Expert Opinion on Drug Metabolism & Toxicology
- Discipline: Pharmacology, toxicology
- Language: English

Publication details
- History: 2005-present
- Publisher: Taylor and Francis Group
- Frequency: Monthly
- Impact factor: 3.4 (2024)

Standard abbreviations
- ISO 4: Expert Opin. Drug Metab. Toxicol.

Indexing
- CODEN: EODMBQ
- ISSN: 1742-5255 (print) 1744-7607 (web)
- OCLC no.: 57377939

Links
- Journal homepage; Online access; Online archive;

= Expert Opinion on Drug Metabolism & Toxicology =

Expert Opinion on Drug Metabolism & Toxicology is a monthly peer-reviewed medical journal publishing review articles on ADME-Tox. It was established in 2005 and is published by Taylor and Francis. The editor-in-chief is Luis Valerio (Food and Drug Administration).

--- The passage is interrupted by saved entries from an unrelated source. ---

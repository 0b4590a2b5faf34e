//! Hover state from enter/leave events

use super::{Registrations, Tracker, TrackerKind};
use crate::error::TrackerResult;
use crate::input::{EventKind, InputEvent, Surface};
use parking_lot::Mutex as ParkingMutex;
use std::sync::atomic::{AtomicBool, Ordering};
use std::sync::Arc;

pub type HoverObserver = Arc<dyn Fn(bool, &InputEvent) + Send + Sync>;

#[derive(Default)]
struct Inner {
    hovering: AtomicBool,
    observer: ParkingMutex<Option<HoverObserver>>,
}

impl Inner {
    fn set_hovering(&self, hovering: bool, event: &InputEvent) {
        self.hovering.store(hovering, Ordering::SeqCst);
        let observer = self.observer.lock().clone();
        if let Some(observer) = observer {
            observer(hovering, event);
        }
    }
}

/// Reports whether the pointer is over a surface
pub struct HoverTracker {
    id: String,
    inner: Arc<Inner>,
    registrations: Registrations,
}

impl HoverTracker {
    pub fn new(surface: Arc<dyn Surface>) -> Self {
        Self {
            id: format!("hover@{}", surface.name()),
            inner: Arc::new(Inner::default()),
            registrations: Registrations::new(surface),
        }
    }

    pub fn on_change<F>(self, observer: F) -> Self
    where
        F: Fn(bool, &InputEvent) + Send + Sync + 'static,
    {
        *self.inner.observer.lock() = Some(Arc::new(observer));
        self
    }

    pub fn is_hovering(&self) -> bool {
        self.inner.hovering.load(Ordering::SeqCst)
    }
}

impl Tracker for HoverTracker {
    fn id(&self) -> &str {
        &self.id
    }

    fn kind(&self) -> TrackerKind {
        TrackerKind::Hover
    }

    fn start(&mut self) -> TrackerResult<()> {
        self.registrations.activate(&self.id)?;
        self.registrations
            .attach(EventKind::PointerEnter, &self.inner, |inner, event| inner.set_hovering(true, event));
        self.registrations
            .attach(EventKind::PointerLeave, &self.inner, |inner, event| inner.set_hovering(false, event));
        Ok(())
    }

    fn stop(&mut self) {
        self.registrations.deactivate(&self.id);
    }

    fn is_active(&self) -> bool {
        self.registrations.is_active()
    }
}
//! Scripted replay of input events through every tracker
//!
//! A replay script is an ordered list of timed steps: input events delivered
//! to the target or global surface, and display frames. The `Replayer` owns
//! a manual clock, two in-process surfaces and a manual frame scheduler, so
//! a script always produces the same report.

use crate::config::TrackersConfig;
use crate::error::{TrackerError, TrackerResult};
use crate::input::{
    CursorStyle, EventTarget, InputEvent, ManualClock, ManualFrameScheduler, Position, Surface,
};
use crate::trackers::{
    ButtonState, ButtonTracker, ClickCounter, ClickTracker, CursorFollower, CursorStyler,
    DragTracker, DragUpdate, EnterLeaveTracker, HoverTracker, MovementSample, MovementTracker,
    PositionTracker, Tracker, WheelReport, WheelTracker,
};
use parking_lot::Mutex as ParkingMutex;
use serde::{Deserialize, Serialize};
use std::path::Path;
use std::sync::Arc;

#[derive(Debug, Clone, Copy, PartialEq, Eq, Default, Serialize, Deserialize)]
#[serde(rename_all = "lowercase")]
pub enum SurfaceName {
    #[default]
    Target,
    Global,
}

#[derive(Debug, Clone, PartialEq, Serialize, Deserialize)]
#[serde(tag = "type", rename_all = "kebab-case")]
pub enum ReplayStep {
    #[serde(rename_all = "camelCase")]
    Event {
        at_ms: f64,
        #[serde(default)]
        surface: SurfaceName,
        event: InputEvent,
    },
    #[serde(rename_all = "camelCase")]
    Frames { at_ms: f64, count: usize },
}

impl ReplayStep {
    pub fn at_ms(&self) -> f64 {
        match self {
            ReplayStep::Event { at_ms, .. } | ReplayStep::Frames { at_ms, .. } => *at_ms,
        }
    }
}

#[derive(Debug, Clone, PartialEq, Default, Serialize, Deserialize)]
#[serde(rename_all = "camelCase")]
pub struct ReplayScript {
    pub steps: Vec<ReplayStep>,
}

impl ReplayScript {
    pub fn from_json_str(json: &str) -> TrackerResult<Self> {
        let script: ReplayScript = serde_json::from_str(json)?;
        script.validate()?;
        Ok(script)
    }

    pub fn from_file(path: &Path) -> TrackerResult<Self> {
        let content = std::fs::read_to_string(path)?;
        Self::from_json_str(&content)
    }

    /// Step times must be finite and never go backwards
    pub fn validate(&self) -> TrackerResult<()> {
        let mut last = f64::NEG_INFINITY;
        for (index, step) in self.steps.iter().enumerate() {
            let at = step.at_ms();
            if !at.is_finite() {
                return Err(TrackerError::ConfigError(format!(
                    "step {} has a non-finite time",
                    index
                )));
            }
            if at < last {
                return Err(TrackerError::ConfigError(format!(
                    "step {} at {}ms is earlier than the previous step at {}ms",
                    index, at, last
                )));
            }
            last = at;
        }
        Ok(())
    }
}

/// Everything the trackers reported during a replay
#[derive(Debug, Clone, PartialEq, Default, Serialize, Deserialize)]
#[serde(rename_all = "camelCase")]
pub struct ReplayReport {
    pub positions: Vec<Position>,
    pub hover_changes: Vec<bool>,
    pub enters: usize,
    pub leaves: usize,
    pub button_states: Vec<ButtonState>,
    pub wheel: Vec<WheelReport>,
    pub clicks: usize,
    pub double_clicks: usize,
    pub context_menus: usize,
    pub prevented_context_menus: usize,
    pub click_counts: Vec<usize>,
    pub final_click_count: usize,
    pub movement: Vec<MovementSample>,
    pub renders: Vec<Position>,
    pub drag_starts: Vec<Position>,
    pub drag_moves: Vec<DragUpdate>,
    pub drag_ends: Vec<DragUpdate>,
    pub cursor_during_replay: CursorStyle,
    pub frames_run: u64,
}

/// Drives every tracker from a script
pub struct Replayer {
    clock: Arc<ManualClock>,
    target: Arc<EventTarget>,
    global: Arc<EventTarget>,
    scheduler: Arc<ManualFrameScheduler>,
    click_counter: ClickCounter,
    trackers: Vec<Box<dyn Tracker>>,
    report: Arc<ParkingMutex<ReplayReport>>,
}

impl Replayer {
    pub fn new(config: &TrackersConfig) -> TrackerResult<Self> {
        config.validate()?;

        let clock = Arc::new(ManualClock::new(0.0));
        let target = EventTarget::shared("target");
        let global = EventTarget::shared("global");
        let scheduler = Arc::new(ManualFrameScheduler::new());
        let report = Arc::new(ParkingMutex::new(ReplayReport::default()));

        let r = report.clone();
        let click_counter = ClickCounter::new(target.clone(), clock.clone(), config.click_counter.window_ms)?
            .on_count(move |count, _| r.lock().click_counts.push(count));

        let mut trackers: Vec<Box<dyn Tracker>> = Vec::new();

        let r = report.clone();
        trackers.push(Box::new(
            PositionTracker::new(target.clone()).on_move(move |p, _| r.lock().positions.push(p)),
        ));

        let r = report.clone();
        trackers.push(Box::new(
            HoverTracker::new(target.clone()).on_change(move |h, _| r.lock().hover_changes.push(h)),
        ));

        let (r1, r2) = (report.clone(), report.clone());
        trackers.push(Box::new(
            EnterLeaveTracker::new(target.clone())
                .on_enter(move |_| r1.lock().enters += 1)
                .on_leave(move |_| r2.lock().leaves += 1),
        ));

        let r = report.clone();
        trackers.push(Box::new(
            ButtonTracker::new(target.clone()).on_change(move |s, _| r.lock().button_states.push(s)),
        ));

        let r = report.clone();
        trackers.push(Box::new(
            WheelTracker::new(target.clone()).on_wheel(move |w, _| r.lock().wheel.push(w)),
        ));

        let (r1, r2, r3) = (report.clone(), report.clone(), report.clone());
        trackers.push(Box::new(
            ClickTracker::new(target.clone())
                .prevent_context_menu(config.clicks.prevent_context_menu)
                .on_click(move |_| r1.lock().clicks += 1)
                .on_double_click(move |_| r2.lock().double_clicks += 1)
                .on_context_menu(move |_| r3.lock().context_menus += 1),
        ));

        trackers.push(Box::new(CursorStyler::new(target.clone(), config.cursor.style)));

        let r = report.clone();
        trackers.push(Box::new(
            MovementTracker::new(target.clone(), clock.clone())
                .on_movement(move |s, _| r.lock().movement.push(s)),
        ));

        let r = report.clone();
        trackers.push(Box::new(
            CursorFollower::new(target.clone(), scheduler.clone(), config.follower)?
                .on_render(move |p| r.lock().renders.push(p)),
        ));

        let (r1, r2, r3) = (report.clone(), report.clone(), report.clone());
        trackers.push(Box::new(
            DragTracker::new(target.clone(), global.clone())
                .on_start(move |p| r1.lock().drag_starts.push(p))
                .on_drag(move |u| r2.lock().drag_moves.push(u))
                .on_end(move |u| r3.lock().drag_ends.push(u)),
        ));

        Ok(Self {
            clock,
            target,
            global,
            scheduler,
            click_counter,
            trackers,
            report,
        })
    }

    /// Play `script` from start to finish and return the report
    pub fn run(mut self, script: &ReplayScript) -> TrackerResult<ReplayReport> {
        script.validate()?;

        self.click_counter.start()?;
        for tracker in self.trackers.iter_mut() {
            tracker.start()?;
        }
        let cursor_during_replay = self.target.cursor();
        tracing::info!(
            "Replaying {} steps through {} trackers",
            script.steps.len(),
            self.trackers.len() + 1
        );

        for step in &script.steps {
            self.clock.set(step.at_ms());
            match step {
                ReplayStep::Event { surface, event, .. } => {
                    let surface = match surface {
                        SurfaceName::Target => &self.target,
                        SurfaceName::Global => &self.global,
                    };
                    let event = event.clone();
                    surface.dispatch(&event);
                    if event.default_prevented() {
                        self.report.lock().prevented_context_menus += 1;
                    }
                }
                ReplayStep::Frames { count, .. } => {
                    self.scheduler.run_frames(*count);
                }
            }
        }

        let final_click_count = self.click_counter.count();

        self.click_counter.stop();
        for tracker in self.trackers.iter_mut() {
            tracker.stop();
        }

        let mut report = self.report.lock().clone();
        report.final_click_count = final_click_count;
        report.cursor_during_replay = cursor_during_replay;
        report.frames_run = self.scheduler.frames_run();

        tracing::info!(
            "Replay finished (moves={}, clicks={}, drags={}, frames={})",
            report.positions.len(),
            report.clicks,
            report.drag_ends.len(),
            report.frames_run
        );
        Ok(report)
    }
}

== Abstracting and indexing ==
The journal is abstracted and indexed in Index Medicus/MEDLINE/PubMed, Science Citation Index Expanded, Biochemistry & Biophysics Citation Index, and EMBASE/Excerpta Medica. According to the Journal Citation Reports, the journal has a 2014 impact factor of 2.831.